Each line in the entries that has the word "MakeWriter" has to be copied.

▶ **Listed entries**
-.-.-

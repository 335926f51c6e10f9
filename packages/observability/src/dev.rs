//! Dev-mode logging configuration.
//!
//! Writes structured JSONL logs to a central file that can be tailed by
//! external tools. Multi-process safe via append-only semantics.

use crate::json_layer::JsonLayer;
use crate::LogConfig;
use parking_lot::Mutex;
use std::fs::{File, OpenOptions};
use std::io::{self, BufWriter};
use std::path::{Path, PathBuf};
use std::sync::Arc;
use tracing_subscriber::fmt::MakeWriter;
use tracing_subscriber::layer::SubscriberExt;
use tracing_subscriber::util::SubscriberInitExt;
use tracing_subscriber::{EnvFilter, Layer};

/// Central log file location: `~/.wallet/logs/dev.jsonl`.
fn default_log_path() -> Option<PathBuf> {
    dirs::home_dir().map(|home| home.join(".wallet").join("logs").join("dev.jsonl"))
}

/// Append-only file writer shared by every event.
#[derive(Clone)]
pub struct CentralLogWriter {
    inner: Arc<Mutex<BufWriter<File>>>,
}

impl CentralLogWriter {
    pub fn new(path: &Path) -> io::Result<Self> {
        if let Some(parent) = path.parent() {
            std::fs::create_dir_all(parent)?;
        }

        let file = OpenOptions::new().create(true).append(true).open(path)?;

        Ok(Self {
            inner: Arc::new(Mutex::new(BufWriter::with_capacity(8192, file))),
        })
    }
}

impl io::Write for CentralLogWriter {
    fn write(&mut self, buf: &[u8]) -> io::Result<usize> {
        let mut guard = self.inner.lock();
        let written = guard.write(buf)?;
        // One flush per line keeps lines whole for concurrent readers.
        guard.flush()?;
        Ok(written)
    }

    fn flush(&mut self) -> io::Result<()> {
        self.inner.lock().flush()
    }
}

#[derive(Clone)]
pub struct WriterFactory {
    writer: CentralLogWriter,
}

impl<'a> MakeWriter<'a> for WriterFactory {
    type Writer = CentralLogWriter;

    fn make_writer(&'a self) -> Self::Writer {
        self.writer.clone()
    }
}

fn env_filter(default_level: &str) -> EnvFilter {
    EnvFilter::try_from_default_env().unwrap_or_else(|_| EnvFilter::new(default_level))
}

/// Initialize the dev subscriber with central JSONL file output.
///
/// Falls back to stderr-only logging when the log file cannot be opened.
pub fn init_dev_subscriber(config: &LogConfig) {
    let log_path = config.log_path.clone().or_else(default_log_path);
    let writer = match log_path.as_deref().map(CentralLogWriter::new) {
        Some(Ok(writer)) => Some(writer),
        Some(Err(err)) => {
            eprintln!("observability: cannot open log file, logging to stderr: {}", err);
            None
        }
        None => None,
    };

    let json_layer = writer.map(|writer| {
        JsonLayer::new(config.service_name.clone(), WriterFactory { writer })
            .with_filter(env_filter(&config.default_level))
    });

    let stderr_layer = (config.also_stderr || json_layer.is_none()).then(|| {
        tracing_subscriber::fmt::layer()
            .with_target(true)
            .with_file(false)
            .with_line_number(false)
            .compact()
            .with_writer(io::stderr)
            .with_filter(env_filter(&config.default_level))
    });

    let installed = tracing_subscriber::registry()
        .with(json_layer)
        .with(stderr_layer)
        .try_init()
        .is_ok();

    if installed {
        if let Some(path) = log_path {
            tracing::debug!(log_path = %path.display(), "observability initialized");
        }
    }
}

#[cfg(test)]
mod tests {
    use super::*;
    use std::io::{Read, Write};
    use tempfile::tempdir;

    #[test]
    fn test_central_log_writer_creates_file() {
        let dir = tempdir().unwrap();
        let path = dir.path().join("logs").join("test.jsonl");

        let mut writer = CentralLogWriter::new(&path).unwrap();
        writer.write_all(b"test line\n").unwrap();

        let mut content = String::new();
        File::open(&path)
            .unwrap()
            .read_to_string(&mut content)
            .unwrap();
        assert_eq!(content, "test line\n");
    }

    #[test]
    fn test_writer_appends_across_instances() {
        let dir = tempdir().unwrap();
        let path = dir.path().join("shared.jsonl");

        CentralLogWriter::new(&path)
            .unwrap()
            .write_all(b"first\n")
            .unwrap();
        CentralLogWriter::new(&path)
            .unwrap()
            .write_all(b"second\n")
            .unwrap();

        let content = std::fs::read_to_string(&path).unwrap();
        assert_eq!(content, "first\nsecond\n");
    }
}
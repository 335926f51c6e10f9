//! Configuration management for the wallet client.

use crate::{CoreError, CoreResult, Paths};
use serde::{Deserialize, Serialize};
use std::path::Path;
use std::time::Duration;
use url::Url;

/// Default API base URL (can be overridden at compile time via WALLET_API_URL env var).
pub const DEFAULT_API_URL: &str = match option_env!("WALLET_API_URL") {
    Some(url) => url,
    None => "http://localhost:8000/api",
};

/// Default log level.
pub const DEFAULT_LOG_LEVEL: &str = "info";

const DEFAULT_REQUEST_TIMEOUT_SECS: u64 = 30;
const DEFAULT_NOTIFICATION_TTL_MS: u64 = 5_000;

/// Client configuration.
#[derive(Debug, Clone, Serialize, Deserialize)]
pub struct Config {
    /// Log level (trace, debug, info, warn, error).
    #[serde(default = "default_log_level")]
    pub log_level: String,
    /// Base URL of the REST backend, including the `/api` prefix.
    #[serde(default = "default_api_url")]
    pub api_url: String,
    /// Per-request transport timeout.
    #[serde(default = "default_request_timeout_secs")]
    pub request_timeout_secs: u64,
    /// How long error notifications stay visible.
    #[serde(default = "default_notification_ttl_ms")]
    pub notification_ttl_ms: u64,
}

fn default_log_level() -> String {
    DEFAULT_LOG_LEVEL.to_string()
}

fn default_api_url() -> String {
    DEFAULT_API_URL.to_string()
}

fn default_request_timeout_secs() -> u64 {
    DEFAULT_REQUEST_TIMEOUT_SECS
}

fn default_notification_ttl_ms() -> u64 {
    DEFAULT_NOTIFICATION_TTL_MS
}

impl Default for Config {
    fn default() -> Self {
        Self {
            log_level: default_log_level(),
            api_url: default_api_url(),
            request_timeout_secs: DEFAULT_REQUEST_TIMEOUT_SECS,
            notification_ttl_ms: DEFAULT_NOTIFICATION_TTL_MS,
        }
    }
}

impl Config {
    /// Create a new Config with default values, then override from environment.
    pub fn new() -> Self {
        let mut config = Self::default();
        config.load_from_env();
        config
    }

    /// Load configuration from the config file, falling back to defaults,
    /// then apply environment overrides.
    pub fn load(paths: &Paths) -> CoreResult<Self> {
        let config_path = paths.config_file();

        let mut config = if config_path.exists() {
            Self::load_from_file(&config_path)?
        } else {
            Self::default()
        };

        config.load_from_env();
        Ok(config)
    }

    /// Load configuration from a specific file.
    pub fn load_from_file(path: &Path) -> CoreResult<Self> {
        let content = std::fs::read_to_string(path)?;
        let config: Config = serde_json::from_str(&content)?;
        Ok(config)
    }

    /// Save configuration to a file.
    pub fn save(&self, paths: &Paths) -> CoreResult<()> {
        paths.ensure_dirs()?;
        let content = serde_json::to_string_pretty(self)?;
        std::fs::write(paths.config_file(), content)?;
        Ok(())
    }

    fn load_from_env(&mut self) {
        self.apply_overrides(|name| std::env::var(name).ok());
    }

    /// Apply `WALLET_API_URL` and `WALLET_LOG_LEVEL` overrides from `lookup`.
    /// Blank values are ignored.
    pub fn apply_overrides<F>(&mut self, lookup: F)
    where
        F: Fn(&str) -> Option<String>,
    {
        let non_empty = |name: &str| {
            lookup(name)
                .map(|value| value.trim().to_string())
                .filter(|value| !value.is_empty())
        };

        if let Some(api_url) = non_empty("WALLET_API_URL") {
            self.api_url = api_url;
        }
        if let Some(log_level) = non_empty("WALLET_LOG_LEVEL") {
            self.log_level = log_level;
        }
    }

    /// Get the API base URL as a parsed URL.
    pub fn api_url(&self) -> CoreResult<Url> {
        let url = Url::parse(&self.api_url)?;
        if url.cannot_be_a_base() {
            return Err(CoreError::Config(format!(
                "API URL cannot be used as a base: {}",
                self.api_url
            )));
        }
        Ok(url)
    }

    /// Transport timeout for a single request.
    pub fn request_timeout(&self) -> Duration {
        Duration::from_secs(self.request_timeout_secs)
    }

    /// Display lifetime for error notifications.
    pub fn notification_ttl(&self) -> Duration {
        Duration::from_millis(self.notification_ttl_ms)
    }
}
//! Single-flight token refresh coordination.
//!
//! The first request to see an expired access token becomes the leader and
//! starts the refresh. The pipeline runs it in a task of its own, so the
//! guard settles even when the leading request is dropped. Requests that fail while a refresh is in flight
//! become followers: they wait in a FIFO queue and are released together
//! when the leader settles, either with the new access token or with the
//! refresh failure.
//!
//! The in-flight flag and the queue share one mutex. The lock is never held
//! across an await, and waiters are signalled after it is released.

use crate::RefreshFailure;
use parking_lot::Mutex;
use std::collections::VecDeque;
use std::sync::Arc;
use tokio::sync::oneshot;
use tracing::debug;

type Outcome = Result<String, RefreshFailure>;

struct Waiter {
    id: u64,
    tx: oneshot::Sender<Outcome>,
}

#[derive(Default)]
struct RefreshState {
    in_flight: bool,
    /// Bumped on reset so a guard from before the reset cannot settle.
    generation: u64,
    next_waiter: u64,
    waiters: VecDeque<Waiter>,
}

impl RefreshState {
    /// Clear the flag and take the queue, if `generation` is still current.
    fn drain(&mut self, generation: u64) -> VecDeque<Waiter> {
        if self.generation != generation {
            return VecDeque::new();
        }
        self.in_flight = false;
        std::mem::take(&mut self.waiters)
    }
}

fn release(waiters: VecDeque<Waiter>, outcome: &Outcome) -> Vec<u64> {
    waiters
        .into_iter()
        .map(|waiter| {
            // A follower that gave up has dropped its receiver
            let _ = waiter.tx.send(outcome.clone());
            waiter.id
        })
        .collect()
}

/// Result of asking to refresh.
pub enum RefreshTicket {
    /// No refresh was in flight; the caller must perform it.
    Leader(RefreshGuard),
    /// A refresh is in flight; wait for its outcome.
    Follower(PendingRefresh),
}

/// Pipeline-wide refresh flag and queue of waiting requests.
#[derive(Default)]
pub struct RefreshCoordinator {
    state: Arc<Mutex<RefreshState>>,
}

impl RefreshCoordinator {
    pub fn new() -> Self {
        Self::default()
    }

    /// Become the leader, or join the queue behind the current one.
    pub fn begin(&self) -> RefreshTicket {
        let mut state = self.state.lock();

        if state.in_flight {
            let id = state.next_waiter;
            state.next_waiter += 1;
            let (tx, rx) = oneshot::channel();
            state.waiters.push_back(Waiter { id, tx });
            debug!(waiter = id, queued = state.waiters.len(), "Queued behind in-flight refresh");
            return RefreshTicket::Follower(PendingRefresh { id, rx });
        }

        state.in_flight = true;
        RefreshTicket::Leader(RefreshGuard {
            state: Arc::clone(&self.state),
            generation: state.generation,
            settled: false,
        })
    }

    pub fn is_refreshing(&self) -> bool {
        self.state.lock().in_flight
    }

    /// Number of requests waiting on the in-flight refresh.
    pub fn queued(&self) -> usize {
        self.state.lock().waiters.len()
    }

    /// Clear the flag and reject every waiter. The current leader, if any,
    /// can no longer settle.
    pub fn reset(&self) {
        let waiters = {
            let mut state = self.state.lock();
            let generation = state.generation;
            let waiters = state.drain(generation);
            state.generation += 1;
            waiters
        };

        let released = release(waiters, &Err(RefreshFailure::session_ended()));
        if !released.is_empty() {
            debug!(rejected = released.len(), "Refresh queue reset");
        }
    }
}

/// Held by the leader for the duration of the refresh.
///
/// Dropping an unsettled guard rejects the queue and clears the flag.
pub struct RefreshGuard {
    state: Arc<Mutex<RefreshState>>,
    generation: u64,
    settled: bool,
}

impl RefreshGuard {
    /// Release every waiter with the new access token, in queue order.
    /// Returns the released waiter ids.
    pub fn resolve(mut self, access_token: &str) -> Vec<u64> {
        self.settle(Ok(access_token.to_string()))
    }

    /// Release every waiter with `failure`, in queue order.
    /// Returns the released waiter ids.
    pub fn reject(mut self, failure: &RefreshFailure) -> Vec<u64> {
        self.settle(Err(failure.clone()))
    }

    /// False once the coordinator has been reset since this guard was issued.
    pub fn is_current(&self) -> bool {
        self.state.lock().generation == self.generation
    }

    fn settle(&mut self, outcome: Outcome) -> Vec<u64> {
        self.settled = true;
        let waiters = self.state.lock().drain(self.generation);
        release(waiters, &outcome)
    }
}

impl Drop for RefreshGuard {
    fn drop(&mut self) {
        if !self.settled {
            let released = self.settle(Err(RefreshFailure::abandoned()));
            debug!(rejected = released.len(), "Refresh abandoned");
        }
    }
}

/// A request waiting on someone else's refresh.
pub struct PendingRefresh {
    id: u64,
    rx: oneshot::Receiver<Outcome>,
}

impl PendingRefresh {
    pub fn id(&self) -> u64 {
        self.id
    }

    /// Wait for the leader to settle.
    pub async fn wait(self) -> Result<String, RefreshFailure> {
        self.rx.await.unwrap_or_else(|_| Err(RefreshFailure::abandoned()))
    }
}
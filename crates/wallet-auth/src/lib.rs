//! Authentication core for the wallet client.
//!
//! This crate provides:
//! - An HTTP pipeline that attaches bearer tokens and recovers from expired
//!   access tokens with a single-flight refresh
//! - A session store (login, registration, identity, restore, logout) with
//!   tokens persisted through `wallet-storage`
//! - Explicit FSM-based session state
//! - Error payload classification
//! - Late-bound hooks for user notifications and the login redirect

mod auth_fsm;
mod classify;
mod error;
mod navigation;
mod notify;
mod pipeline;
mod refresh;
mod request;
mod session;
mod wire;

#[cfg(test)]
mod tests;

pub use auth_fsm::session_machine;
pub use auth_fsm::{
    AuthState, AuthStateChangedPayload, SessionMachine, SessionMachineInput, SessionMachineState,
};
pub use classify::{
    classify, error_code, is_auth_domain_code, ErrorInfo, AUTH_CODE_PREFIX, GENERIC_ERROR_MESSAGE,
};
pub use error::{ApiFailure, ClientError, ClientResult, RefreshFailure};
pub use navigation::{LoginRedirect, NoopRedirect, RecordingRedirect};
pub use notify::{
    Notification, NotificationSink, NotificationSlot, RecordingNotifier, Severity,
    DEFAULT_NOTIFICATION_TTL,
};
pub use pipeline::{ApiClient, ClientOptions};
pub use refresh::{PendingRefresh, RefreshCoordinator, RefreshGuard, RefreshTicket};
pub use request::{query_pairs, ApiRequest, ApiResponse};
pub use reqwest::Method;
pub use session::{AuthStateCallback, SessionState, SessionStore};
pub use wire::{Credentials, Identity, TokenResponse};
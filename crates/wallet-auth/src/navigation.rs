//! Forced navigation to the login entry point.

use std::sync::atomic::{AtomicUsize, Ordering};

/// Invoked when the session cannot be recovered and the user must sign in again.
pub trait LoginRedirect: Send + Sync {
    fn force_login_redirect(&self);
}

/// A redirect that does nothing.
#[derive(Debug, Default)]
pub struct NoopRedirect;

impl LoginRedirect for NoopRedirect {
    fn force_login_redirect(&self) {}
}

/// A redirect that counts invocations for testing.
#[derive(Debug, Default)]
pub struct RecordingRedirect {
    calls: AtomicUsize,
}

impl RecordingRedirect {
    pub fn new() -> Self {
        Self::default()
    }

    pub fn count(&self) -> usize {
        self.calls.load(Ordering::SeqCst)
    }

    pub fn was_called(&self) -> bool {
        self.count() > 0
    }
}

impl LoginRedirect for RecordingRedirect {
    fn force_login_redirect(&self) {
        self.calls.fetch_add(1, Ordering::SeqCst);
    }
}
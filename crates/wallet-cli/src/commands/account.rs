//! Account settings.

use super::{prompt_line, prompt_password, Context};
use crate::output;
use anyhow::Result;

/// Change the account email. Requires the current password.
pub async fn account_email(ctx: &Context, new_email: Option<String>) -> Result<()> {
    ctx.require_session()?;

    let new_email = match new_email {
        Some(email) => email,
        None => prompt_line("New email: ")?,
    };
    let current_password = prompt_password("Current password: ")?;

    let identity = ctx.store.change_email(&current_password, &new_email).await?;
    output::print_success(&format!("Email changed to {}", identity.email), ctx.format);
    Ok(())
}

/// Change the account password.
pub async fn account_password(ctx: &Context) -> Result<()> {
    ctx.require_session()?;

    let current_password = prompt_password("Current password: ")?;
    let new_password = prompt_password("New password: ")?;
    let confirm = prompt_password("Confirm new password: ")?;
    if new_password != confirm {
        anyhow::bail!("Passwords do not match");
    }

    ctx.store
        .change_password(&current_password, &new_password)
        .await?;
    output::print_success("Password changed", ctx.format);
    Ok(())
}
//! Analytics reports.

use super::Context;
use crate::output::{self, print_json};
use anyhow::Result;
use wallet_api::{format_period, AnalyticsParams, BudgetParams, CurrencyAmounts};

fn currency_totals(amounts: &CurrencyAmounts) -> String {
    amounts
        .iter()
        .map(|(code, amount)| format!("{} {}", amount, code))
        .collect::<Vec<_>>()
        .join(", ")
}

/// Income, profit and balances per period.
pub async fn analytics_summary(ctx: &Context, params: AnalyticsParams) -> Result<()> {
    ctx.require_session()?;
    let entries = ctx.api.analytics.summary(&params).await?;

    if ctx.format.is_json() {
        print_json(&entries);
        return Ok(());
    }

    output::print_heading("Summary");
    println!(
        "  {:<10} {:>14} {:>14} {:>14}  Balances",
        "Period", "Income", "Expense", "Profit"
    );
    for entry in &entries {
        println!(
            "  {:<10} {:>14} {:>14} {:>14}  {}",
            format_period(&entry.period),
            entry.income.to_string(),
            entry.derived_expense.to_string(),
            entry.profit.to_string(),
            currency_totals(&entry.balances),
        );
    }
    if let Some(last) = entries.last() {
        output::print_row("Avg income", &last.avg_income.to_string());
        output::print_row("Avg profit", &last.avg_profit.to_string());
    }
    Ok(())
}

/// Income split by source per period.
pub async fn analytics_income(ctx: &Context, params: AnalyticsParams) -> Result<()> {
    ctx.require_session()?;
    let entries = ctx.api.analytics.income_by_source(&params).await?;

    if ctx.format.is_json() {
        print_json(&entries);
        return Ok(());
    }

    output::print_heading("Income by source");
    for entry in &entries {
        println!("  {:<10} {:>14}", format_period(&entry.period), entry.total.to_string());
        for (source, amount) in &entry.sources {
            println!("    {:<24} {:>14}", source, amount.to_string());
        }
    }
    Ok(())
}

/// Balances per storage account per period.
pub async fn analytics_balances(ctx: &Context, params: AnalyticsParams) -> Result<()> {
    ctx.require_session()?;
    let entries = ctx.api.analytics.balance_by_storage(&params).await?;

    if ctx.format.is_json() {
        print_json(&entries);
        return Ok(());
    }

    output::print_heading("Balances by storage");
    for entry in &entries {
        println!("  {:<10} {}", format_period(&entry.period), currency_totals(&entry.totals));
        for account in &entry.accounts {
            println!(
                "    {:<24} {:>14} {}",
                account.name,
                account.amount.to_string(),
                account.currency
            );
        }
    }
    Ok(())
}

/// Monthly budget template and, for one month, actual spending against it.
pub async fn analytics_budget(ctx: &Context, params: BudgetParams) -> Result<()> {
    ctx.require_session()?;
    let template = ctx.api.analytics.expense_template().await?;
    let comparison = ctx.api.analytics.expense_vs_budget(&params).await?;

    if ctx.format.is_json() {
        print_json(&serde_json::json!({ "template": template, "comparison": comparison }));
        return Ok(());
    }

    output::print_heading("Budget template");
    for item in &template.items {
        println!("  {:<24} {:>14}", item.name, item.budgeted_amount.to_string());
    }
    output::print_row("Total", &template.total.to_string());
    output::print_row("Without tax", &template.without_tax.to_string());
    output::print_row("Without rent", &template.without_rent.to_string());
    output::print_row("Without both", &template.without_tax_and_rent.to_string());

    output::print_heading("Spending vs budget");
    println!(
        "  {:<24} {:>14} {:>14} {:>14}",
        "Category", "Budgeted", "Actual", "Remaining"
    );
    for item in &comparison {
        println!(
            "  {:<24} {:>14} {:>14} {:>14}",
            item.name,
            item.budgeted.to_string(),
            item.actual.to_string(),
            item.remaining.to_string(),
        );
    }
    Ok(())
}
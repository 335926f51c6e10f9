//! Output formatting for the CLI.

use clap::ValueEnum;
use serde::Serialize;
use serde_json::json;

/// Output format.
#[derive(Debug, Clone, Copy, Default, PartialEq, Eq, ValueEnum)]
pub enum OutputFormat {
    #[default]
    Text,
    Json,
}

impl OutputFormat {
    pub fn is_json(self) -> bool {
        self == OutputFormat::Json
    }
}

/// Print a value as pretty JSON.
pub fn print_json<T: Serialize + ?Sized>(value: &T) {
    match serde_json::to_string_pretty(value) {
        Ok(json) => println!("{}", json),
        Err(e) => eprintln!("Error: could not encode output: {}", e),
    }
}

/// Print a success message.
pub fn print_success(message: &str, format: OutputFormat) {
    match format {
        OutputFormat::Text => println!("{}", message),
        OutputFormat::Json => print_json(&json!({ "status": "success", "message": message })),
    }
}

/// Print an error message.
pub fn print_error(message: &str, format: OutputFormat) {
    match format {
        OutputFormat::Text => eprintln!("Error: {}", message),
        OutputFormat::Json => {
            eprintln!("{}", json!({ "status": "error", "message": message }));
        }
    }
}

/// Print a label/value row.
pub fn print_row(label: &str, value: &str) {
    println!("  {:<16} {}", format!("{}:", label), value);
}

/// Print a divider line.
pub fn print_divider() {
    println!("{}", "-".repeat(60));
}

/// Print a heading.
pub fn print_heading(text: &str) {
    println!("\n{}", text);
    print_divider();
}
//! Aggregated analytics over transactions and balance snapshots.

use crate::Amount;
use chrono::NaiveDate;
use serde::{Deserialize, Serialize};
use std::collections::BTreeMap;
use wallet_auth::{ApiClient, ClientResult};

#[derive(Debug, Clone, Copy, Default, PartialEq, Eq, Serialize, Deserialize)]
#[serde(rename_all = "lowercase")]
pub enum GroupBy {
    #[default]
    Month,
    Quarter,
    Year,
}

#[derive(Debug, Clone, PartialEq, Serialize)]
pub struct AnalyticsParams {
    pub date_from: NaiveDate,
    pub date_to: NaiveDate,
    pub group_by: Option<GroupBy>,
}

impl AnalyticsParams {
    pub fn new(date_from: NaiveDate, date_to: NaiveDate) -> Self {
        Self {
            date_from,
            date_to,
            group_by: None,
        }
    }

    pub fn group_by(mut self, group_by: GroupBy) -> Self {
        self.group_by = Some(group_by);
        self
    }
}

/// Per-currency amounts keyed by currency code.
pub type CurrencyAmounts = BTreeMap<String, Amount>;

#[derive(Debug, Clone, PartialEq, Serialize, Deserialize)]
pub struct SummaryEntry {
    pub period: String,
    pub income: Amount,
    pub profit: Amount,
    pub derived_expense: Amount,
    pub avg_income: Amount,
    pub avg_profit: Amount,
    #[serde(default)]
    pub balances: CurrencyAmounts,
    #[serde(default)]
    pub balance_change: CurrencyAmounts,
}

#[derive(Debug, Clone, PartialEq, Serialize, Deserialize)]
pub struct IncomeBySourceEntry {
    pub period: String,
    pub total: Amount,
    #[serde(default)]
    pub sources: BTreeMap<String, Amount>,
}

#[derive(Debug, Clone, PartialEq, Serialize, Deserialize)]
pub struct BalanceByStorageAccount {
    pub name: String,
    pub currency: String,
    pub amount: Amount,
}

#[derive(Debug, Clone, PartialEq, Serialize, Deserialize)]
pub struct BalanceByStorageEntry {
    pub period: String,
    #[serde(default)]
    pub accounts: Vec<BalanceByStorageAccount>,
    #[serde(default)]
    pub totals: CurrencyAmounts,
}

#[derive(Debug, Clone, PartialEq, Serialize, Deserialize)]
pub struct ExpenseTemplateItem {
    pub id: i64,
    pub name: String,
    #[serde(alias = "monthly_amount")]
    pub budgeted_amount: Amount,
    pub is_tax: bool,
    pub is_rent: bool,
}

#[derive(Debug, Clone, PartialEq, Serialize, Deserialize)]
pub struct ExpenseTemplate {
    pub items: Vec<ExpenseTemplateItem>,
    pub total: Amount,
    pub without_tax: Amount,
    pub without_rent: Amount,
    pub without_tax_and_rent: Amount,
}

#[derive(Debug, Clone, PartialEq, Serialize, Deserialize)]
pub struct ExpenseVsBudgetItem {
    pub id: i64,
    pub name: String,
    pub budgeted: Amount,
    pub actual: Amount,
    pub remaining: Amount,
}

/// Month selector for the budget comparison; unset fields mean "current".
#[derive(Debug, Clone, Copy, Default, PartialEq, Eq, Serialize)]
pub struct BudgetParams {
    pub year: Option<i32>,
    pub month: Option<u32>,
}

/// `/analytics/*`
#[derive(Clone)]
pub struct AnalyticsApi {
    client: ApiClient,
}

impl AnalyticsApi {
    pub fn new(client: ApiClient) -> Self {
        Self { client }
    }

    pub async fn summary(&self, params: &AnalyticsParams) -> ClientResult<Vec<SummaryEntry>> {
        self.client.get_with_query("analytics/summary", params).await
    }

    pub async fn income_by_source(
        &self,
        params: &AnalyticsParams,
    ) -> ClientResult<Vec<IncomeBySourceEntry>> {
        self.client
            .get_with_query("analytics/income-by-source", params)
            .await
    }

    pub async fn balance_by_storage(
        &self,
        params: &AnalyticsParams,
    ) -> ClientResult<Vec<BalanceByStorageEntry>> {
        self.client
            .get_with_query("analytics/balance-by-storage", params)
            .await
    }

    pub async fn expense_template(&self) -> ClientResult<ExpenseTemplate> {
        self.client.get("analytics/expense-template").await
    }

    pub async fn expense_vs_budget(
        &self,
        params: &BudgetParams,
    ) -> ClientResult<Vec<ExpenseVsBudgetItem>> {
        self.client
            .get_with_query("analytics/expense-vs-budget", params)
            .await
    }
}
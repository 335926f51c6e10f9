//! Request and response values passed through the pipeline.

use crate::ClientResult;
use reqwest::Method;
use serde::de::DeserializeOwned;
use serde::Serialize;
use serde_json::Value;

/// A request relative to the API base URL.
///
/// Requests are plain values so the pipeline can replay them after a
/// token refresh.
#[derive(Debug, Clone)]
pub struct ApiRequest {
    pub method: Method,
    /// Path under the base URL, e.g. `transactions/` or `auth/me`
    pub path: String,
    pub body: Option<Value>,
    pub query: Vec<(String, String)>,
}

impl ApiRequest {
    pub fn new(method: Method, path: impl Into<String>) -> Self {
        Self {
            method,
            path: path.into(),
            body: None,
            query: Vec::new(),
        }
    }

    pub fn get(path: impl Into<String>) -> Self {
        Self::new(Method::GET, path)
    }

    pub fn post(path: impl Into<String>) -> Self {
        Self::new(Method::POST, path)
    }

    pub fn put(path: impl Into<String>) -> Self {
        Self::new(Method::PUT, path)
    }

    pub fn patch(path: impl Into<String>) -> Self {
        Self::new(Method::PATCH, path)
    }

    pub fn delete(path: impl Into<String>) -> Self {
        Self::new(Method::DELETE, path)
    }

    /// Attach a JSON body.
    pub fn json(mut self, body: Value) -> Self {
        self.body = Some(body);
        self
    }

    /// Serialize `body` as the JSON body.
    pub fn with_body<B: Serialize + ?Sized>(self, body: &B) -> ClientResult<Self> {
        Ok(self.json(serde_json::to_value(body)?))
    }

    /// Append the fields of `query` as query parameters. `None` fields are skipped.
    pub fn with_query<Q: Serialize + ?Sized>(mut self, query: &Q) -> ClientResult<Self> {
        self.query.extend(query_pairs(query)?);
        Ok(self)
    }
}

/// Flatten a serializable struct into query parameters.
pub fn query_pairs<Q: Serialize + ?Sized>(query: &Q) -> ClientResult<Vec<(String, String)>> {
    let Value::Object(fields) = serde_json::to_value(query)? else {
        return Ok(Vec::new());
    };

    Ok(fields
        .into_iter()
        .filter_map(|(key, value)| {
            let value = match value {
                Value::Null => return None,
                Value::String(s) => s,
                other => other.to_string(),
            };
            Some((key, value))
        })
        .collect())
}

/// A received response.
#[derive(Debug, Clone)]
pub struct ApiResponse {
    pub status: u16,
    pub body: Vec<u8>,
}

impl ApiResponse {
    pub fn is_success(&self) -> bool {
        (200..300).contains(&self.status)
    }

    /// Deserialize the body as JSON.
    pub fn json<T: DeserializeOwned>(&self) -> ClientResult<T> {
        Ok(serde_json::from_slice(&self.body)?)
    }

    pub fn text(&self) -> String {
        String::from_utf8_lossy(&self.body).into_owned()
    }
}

-.-.-

▶ **Answer section**
use tracing_subscriber::fmt::MakeWriter;
impl<'a> MakeWriter<'a> for WriterFactory {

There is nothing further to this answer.